Je supplie intérieurement pour que ce vacarme cesse. La douleur est si intense que j'ai l'impression que ma tête va éclater, comme si un marteau-piqueur perforait mon crâne de part et d'autre. Lorsque j'arrive finalement à ouvrir les yeux, il me faut un moment pour me rappeler où je me trouve : la chambre d'Alana.

Visiblement, tenter de sauver une demoiselle en détresse resserre les liens. Je dois dire que je suis la première surprise de la tournure de notre relation. L'anniversaire de Waren aura au moins permis une chose : crever l'abcès. Vider des shots de vodka aussi. Nous nous sommes laissées un peu aller sur la bouteille, et finalement je me retrouve beaucoup en elle.

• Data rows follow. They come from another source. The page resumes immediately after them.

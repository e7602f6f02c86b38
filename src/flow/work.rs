// src/flow/work.rs

use serde::{Deserialize, Serialize};

use crate::dag::{Deps, JobSpec, Producer, Vars};
use crate::flow::finish::{Finisher, WorkResult};
use crate::types::{TaskId, TaskKind, TaskStatus, WorkId, WorkStatus};

/// A task waiting inside a [`Work`] that has not been registered yet.
#[derive(Debug, Clone)]
pub struct PendingTask {
    pub spec: JobSpec,
    pub deps: Deps,
}

/// A group of tasks under construction, sharing one finishing action.
///
/// Tasks registered here may depend on tasks already in the flow, on works
/// already in the flow, and on earlier tasks of this work through the
/// [`Producer::Sibling`] handle `register_task` returns. Nothing is checked
/// until `Flow::register_work`, which resolves and validates every edge.
#[derive(Debug, Clone, Default)]
pub struct Work {
    pub(crate) label: Option<String>,
    pub(crate) finisher: Finisher,
    pub(crate) tasks: Vec<PendingTask>,
}

impl Work {
    pub fn new() -> Self {
        Self::default()
    }

    pub fn with_label(mut self, label: impl Into<String>) -> Self {
        self.label = Some(label.into());
        self
    }

    pub fn with_finisher(mut self, finisher: Finisher) -> Self {
        self.finisher = finisher;
        self
    }

    /// Append a task; the returned producer can be used by later tasks of
    /// this work.
    pub fn register_task(&mut self, spec: JobSpec, deps: Deps) -> Producer {
        self.tasks.push(PendingTask { spec, deps });
        Producer::Sibling(self.tasks.len() - 1)
    }

    pub fn register(&mut self, kind: TaskKind, vars: Vars, deps: Deps) -> Producer {
        self.register_task(JobSpec::new(kind, vars), deps)
    }

    pub fn register_scf_task(&mut self, vars: Vars) -> Producer {
        self.register(TaskKind::Scf, vars, Deps::new())
    }

    pub fn register_nscf_task(&mut self, vars: Vars, deps: Deps) -> Producer {
        self.register(TaskKind::Nscf, vars, deps)
    }

    pub fn register_ddk_task(&mut self, vars: Vars, deps: Deps) -> Producer {
        self.register(TaskKind::Ddk, vars, deps)
    }

    pub fn register_dde_task(&mut self, vars: Vars, deps: Deps) -> Producer {
        self.register(TaskKind::Dde, vars, deps)
    }

    pub fn register_phonon_task(&mut self, vars: Vars, deps: Deps) -> Producer {
        self.register(TaskKind::Phonon, vars, deps)
    }

    pub fn register_elastic_task(&mut self, vars: Vars, deps: Deps) -> Producer {
        self.register(TaskKind::Elastic, vars, deps)
    }

    pub fn register_eph_task(&mut self, vars: Vars, deps: Deps) -> Producer {
        self.register(TaskKind::Eph, vars, deps)
    }

    pub fn len(&self) -> usize {
        self.tasks.len()
    }

    pub fn is_empty(&self) -> bool {
        self.tasks.is_empty()
    }

    pub fn tasks(&self) -> &[PendingTask] {
        &self.tasks
    }
}

/// A work registered in a flow.
#[derive(Debug, Clone, Serialize, Deserialize)]
pub struct WorkNode {
    pub(crate) id: WorkId,
    pub(crate) label: String,
    pub(crate) finisher: Finisher,
    pub(crate) tasks: Vec<TaskId>,
    pub(crate) status: WorkStatus,
    /// Set once the finishing action ran; it never runs again.
    pub(crate) finalized: bool,
    #[serde(default)]
    pub(crate) result: Option<WorkResult>,
}

impl WorkNode {
    pub(crate) fn new(id: WorkId, label: Option<String>, finisher: Finisher) -> Self {
        Self {
            id,
            label: label.unwrap_or_else(|| id.to_string()),
            finisher,
            tasks: Vec::new(),
            status: WorkStatus::Pending,
            finalized: false,
            result: None,
        }
    }

    pub fn id(&self) -> WorkId {
        self.id
    }

    pub fn label(&self) -> &str {
        &self.label
    }

    pub fn finisher(&self) -> &Finisher {
        &self.finisher
    }

    pub fn tasks(&self) -> &[TaskId] {
        &self.tasks
    }

    pub fn status(&self) -> WorkStatus {
        self.status
    }

    pub fn is_finalized(&self) -> bool {
        self.finalized
    }

    pub fn result(&self) -> Option<&WorkResult> {
        self.result.as_ref()
    }

    /// Whether the finishing action ran and succeeded, so the work's
    /// consolidated artifacts can be consumed.
    pub fn exposes_outputs(&self) -> bool {
        self.finalized && self.result.as_ref().is_some_and(|r| r.success)
    }

    /// Whether dependents of this work can never be satisfied.
    pub fn is_doomed(&self) -> bool {
        matches!(self.status, WorkStatus::Failed | WorkStatus::Unreachable)
            || (self.finalized && !self.exposes_outputs())
    }
}

/// Aggregate status from member statuses.
///
/// An empty work stays `Pending`: tasks may still be added to it.
pub fn aggregate_status<I>(statuses: I) -> WorkStatus
where
    I: IntoIterator<Item = TaskStatus>,
{
    let mut any = false;
    let mut all_ok = true;
    let mut blocked = false;

    for status in statuses {
        any = true;
        match status {
            TaskStatus::Failed => return WorkStatus::Failed,
            TaskStatus::Unreachable => {
                blocked = true;
                all_ok = false;
            }
            TaskStatus::Succeeded => {}
            _ => all_ok = false,
        }
    }

    if blocked {
        WorkStatus::Unreachable
    } else if any && all_ok {
        WorkStatus::Succeeded
    } else {
        WorkStatus::Pending
    }
}

#[cfg(test)]
mod tests {
    use super::*;
    use crate::dag::Artifact;

    #[test]
    fn aggregate_rules() {
        use TaskStatus::*;
        assert_eq!(aggregate_status([]), WorkStatus::Pending);
        assert_eq!(aggregate_status([Succeeded, Succeeded]), WorkStatus::Succeeded);
        assert_eq!(aggregate_status([Succeeded, Running]), WorkStatus::Pending);
        assert_eq!(aggregate_status([Running, Failed, Init]), WorkStatus::Failed);
        assert_eq!(aggregate_status([Unreachable, Failed]), WorkStatus::Failed);
        assert_eq!(aggregate_status([Succeeded, Unreachable]), WorkStatus::Unreachable);
    }

    #[test]
    fn siblings_are_numbered_in_registration_order() {
        let mut work = Work::new().with_label("elastic");
        let scf = work.register_scf_task(Vars::new());
        let ddk = work.register_ddk_task(Vars::new(), Deps::new().on(scf, Artifact::WFK));
        assert_eq!(scf, Producer::Sibling(0));
        assert_eq!(ddk, Producer::Sibling(1));
        assert_eq!(work.tasks()[1].deps.producers(), vec![Producer::Sibling(0)]);
    }

    #[test]
    fn failed_finishing_action_dooms_dependents() {
        let mut node = WorkNode::new(WorkId(0), None, Finisher::Noop);
        assert_eq!(node.label(), "w0");
        assert!(!node.is_doomed());
        node.status = WorkStatus::Succeeded;
        node.finalized = true;
        node.result = Some(WorkResult::failed("merge crashed"));
        assert!(!node.exposes_outputs());
        assert!(node.is_doomed());
    }
}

Une fois les aprioris mis de côté j'ai pu découvrir une personne drôle, pétillante, entière et qui ne mâche pas ses mots.

Bon, sur ce dernier point, je m'en étais rendu compte bien avant, j'en ai même fait les frais.

J'avais l'impression qu'elle admirait tous les membres du club que son père dirige, mais en y réfléchissant, je me rends compte qu'elle subit plus qu'elle ne choisit sa position parmi ces hommes. Sur certains aspects, elle me paraît contrainte de faire partie de cet environnement, plutôt que de le vouloir vraiment. Elle n'est pas totalement libre de faire ce qu'elle veut, toujours accompagnée pour sa sécurité. C'est peut-être ce petit point commun qui me permet de la voir autrement. Elle m'a confié ne jamais sortir du club sur un coup de tête, l'imprévu n'a pas de place dans sa vie. J'ai pris conscience hier, malgré l'alcool qui coulait dans mes veines, qu'il fallait prendre au sérieux les avertissements quant aux ennemis qui sont aux portes du club.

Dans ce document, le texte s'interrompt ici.